BEGIN Records for the exercise

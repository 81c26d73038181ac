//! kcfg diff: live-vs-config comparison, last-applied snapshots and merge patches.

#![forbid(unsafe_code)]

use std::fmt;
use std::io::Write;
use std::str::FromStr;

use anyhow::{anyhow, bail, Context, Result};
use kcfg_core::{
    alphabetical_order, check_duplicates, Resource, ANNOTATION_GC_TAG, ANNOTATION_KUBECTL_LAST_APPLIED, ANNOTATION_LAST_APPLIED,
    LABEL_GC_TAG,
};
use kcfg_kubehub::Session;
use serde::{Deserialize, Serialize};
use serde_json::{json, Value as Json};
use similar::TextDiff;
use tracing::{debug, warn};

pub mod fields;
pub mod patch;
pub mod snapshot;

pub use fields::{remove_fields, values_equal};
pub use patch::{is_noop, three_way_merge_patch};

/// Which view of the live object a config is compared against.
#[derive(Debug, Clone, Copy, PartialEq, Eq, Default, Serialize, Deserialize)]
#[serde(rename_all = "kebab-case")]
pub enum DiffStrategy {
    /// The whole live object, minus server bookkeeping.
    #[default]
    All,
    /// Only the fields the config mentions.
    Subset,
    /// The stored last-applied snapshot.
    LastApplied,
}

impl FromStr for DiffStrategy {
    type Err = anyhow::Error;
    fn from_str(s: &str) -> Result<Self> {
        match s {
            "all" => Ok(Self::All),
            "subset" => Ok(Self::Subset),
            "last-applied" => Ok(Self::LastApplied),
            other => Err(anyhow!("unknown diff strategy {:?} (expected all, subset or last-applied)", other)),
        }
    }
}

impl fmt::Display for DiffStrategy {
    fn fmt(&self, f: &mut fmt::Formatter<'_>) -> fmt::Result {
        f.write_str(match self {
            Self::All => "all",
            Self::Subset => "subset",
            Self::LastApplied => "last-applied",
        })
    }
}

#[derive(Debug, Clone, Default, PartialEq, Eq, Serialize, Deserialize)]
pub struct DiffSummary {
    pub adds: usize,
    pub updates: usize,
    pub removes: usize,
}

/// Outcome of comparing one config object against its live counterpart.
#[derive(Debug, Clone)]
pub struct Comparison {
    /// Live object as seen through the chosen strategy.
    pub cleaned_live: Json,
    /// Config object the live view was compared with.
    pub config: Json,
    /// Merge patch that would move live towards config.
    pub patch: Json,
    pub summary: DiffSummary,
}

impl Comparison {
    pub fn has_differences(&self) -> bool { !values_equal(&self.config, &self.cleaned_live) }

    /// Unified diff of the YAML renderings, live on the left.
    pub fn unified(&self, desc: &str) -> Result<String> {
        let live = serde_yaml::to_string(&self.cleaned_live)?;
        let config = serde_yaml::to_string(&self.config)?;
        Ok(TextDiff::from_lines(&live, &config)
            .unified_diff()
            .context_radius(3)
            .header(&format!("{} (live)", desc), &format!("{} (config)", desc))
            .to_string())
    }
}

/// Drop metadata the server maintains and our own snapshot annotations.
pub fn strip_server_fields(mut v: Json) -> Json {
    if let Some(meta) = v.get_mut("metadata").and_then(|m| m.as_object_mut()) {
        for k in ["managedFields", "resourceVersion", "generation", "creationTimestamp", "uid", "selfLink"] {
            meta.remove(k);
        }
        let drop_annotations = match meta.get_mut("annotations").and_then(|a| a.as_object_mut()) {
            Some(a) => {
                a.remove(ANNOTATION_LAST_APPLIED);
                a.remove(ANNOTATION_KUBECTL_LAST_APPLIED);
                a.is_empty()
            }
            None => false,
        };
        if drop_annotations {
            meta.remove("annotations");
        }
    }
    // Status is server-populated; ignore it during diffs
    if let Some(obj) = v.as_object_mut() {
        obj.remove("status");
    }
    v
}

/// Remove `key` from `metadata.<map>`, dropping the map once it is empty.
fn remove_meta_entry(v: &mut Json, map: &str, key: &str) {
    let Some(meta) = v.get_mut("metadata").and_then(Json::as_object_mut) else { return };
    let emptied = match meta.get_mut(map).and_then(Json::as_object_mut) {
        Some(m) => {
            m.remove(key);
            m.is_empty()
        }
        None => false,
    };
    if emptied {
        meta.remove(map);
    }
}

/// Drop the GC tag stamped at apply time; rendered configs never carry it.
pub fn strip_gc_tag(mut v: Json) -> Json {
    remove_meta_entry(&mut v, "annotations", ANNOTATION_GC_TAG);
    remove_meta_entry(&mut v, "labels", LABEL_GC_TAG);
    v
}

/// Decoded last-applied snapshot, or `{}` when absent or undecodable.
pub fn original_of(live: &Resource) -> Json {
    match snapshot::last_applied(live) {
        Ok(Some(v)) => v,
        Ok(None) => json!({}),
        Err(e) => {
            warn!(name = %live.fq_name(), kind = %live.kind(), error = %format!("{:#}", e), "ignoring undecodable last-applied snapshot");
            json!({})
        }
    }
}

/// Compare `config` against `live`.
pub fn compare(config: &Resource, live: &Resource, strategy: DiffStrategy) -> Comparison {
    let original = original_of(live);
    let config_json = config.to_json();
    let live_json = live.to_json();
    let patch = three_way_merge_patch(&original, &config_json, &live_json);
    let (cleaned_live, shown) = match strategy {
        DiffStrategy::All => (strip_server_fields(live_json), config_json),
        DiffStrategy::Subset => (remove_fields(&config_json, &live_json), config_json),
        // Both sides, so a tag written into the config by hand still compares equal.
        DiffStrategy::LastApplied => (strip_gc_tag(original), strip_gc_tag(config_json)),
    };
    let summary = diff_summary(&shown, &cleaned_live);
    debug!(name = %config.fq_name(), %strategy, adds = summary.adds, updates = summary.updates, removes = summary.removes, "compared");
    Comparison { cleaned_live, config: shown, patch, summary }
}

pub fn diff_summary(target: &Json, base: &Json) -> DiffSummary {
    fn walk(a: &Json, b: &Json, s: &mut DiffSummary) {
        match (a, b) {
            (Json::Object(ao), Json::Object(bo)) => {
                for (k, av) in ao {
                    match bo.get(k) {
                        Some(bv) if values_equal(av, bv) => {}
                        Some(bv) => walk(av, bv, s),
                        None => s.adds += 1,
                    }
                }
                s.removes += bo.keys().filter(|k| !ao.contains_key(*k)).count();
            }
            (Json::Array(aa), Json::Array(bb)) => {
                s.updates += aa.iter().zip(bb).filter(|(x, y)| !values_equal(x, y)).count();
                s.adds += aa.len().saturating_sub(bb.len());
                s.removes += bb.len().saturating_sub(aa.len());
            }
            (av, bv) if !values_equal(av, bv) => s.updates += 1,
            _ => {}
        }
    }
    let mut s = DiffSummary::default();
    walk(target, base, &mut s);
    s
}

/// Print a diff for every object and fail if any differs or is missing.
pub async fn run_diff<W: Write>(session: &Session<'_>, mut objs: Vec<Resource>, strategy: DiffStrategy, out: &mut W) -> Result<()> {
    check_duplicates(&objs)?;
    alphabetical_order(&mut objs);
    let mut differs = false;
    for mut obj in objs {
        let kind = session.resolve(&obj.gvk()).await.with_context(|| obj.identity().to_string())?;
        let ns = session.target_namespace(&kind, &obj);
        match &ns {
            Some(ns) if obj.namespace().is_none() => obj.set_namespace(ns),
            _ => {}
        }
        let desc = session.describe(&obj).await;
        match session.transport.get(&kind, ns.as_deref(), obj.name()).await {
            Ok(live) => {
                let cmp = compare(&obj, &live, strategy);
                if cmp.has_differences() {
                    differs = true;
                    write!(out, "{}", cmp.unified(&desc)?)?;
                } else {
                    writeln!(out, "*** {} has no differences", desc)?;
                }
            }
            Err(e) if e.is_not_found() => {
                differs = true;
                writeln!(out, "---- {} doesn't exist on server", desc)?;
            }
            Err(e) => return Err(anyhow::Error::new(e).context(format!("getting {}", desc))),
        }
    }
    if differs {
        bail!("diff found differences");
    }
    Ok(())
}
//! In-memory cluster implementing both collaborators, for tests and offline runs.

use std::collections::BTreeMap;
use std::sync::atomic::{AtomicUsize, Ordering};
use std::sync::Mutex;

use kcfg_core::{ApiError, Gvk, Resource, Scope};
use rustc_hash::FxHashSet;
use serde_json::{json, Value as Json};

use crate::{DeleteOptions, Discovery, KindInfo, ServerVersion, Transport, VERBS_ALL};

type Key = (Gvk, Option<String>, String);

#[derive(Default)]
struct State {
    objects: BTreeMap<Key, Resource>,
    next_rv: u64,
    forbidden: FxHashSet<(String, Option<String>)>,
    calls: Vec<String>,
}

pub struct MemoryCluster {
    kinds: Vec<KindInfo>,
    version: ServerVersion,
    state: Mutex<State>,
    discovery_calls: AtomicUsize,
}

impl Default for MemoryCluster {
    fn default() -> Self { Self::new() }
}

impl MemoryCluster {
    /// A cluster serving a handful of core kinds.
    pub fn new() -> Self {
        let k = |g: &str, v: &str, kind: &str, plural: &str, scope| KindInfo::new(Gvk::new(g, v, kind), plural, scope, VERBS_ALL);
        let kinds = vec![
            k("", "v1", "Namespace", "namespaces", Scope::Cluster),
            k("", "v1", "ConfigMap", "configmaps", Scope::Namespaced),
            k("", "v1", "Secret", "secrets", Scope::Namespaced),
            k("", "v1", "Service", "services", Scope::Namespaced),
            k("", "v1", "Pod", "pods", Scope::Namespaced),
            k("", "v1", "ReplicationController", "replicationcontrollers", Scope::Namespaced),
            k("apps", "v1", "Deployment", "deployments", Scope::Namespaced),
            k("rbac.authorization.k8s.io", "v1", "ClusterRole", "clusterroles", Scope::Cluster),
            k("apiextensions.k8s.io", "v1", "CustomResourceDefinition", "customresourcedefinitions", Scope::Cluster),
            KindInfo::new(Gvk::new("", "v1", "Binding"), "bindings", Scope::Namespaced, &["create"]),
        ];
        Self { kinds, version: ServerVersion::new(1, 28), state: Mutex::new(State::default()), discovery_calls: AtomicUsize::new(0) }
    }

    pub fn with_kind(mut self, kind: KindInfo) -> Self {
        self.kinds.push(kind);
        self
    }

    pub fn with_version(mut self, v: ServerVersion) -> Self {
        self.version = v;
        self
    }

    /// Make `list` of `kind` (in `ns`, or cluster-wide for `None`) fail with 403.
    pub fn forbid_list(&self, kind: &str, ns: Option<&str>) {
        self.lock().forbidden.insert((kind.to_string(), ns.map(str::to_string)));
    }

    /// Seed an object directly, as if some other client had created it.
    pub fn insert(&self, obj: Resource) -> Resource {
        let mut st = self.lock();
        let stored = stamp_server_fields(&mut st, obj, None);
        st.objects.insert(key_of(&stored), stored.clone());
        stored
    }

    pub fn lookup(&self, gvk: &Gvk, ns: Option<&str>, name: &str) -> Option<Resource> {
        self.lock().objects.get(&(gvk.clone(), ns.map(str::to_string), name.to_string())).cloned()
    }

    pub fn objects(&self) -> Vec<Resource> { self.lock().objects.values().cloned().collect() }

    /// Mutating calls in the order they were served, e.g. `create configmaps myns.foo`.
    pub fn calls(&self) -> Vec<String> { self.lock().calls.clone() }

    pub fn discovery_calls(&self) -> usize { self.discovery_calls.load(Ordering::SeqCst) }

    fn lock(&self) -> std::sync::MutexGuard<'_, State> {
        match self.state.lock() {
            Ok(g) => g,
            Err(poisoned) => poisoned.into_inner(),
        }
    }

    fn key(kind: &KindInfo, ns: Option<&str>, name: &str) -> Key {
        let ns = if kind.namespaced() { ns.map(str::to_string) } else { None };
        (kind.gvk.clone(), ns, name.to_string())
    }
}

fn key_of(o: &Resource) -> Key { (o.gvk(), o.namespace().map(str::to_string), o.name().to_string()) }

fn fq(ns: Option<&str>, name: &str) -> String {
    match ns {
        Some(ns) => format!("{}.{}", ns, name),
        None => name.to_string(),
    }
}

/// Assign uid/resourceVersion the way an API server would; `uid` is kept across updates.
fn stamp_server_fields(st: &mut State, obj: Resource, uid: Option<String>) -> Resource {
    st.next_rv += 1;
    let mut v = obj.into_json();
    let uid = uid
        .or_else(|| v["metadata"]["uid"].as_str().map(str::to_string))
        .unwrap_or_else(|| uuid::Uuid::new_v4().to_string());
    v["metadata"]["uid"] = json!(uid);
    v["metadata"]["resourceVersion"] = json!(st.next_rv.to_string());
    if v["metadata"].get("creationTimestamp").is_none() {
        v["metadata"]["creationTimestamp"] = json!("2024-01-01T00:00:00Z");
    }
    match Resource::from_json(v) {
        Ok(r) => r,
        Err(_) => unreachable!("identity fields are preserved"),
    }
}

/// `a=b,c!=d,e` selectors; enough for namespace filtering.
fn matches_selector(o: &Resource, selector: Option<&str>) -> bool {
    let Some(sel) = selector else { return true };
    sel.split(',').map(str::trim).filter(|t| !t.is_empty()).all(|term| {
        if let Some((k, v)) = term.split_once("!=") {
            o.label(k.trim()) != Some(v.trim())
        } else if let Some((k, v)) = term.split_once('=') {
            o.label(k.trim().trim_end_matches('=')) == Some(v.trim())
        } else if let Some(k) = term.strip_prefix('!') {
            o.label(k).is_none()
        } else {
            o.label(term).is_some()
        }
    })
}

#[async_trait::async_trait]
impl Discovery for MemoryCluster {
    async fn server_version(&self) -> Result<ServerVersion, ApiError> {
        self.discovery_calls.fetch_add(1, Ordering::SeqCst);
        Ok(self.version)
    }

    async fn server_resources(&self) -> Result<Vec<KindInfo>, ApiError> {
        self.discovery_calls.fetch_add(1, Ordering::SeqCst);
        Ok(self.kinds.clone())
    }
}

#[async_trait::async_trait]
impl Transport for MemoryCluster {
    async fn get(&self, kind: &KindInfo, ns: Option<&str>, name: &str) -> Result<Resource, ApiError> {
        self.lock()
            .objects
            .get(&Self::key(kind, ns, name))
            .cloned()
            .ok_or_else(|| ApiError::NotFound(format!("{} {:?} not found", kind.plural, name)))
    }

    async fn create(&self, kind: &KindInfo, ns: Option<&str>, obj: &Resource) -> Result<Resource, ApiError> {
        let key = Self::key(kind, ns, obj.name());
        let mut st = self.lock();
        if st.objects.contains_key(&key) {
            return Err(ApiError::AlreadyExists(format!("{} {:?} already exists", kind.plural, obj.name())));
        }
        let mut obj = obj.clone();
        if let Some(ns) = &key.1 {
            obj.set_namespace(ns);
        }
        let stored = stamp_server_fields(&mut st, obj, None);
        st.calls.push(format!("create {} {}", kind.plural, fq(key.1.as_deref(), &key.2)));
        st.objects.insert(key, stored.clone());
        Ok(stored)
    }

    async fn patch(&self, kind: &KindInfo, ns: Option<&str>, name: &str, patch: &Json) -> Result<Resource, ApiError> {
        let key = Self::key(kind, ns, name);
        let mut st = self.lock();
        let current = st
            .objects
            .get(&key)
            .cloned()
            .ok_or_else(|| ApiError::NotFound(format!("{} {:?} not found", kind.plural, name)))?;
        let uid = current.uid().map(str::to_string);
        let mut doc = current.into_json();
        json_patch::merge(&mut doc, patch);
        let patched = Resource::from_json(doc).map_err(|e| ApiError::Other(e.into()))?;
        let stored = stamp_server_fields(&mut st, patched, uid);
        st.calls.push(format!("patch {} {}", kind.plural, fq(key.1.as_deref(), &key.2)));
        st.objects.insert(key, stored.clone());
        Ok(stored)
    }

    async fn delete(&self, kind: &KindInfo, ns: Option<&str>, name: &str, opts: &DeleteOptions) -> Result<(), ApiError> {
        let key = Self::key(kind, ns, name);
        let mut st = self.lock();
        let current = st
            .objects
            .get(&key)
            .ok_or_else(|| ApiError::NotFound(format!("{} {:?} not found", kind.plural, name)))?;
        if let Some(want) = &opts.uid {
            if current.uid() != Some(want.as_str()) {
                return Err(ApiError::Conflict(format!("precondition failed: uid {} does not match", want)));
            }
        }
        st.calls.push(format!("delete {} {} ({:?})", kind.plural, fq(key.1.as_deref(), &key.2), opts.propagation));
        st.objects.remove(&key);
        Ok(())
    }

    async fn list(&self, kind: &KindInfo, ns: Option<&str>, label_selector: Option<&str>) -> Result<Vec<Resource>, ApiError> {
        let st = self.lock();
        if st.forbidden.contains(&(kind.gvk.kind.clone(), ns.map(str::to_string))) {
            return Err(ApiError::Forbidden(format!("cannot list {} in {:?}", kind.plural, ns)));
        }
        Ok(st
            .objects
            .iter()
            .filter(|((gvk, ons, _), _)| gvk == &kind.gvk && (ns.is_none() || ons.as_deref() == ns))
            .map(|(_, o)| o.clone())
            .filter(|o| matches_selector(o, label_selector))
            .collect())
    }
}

END Records for the exercise

**Assignment**. Extract each line holding the word "struct" from the records.

**Task solution**.
pub struct DiffSummary {
pub struct Comparison {
struct State {
pub struct MemoryCluster {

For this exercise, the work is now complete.